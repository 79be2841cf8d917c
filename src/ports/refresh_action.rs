//! RefreshAction port - what an inbound event triggers.

use async_trait::async_trait;

use crate::domain::foundation::DomainError;
use crate::domain::sync::ViewScope;

/// Re-fetch-and-replace action bound to one or more event names.
///
/// Implementations should be:
/// - **Idempotent** - a refresh always reflects the latest fetch
/// - **Scope-aware** - results arriving after `scope` deactivates are discarded
///
/// Errors are logged by the caller and otherwise swallowed; the previous
/// record set stays in place.
#[async_trait]
pub trait RefreshAction: Send + Sync {
    async fn refresh(&self, scope: &ViewScope) -> Result<(), DomainError>;

    /// Action name for logging.
    fn name(&self) -> &str;
}
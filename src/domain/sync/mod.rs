//! Live sync domain types: lifecycle state, inbound events and the view
//! liveness scope.

mod event;
mod scope;
mod state;

pub use event::ChannelEvent;
pub use scope::ViewScope;
pub use state::SyncState;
═══
* Exercise objective
Return the data above in full. Keep every line exactly as it is.

* Solution
repository 79be2841cf8d917c
filename src/ports/refresh_action.rs
//! RefreshAction port - what an inbound event triggers.

use async_trait::async_trait;

use crate::domain::foundation::DomainError;
use crate::domain::sync::ViewScope;

/// Re-fetch-and-replace action bound to one or more event names.
///
/// Implementations should be:
/// - **Idempotent** - a refresh always reflects the latest fetch
/// - **Scope-aware** - results arriving after `scope` deactivates are discarded
///
/// Errors are logged by the caller and otherwise swallowed; the previous
/// record set stays in place.
#[async_trait]
pub trait RefreshAction: Send + Sync {
    async fn refresh(&self, scope: &ViewScope) -> Result<(), DomainError>;

    /// Action name for logging.
    fn name(&self) -> &str;
}
filename src/domain/sync/mod.rs
//! Live sync domain types: lifecycle state, inbound events and the view
//! liveness scope.

mod event;
mod scope;
mod state;

pub use event::ChannelEvent;
pub use scope::ViewScope;
pub use state::SyncState;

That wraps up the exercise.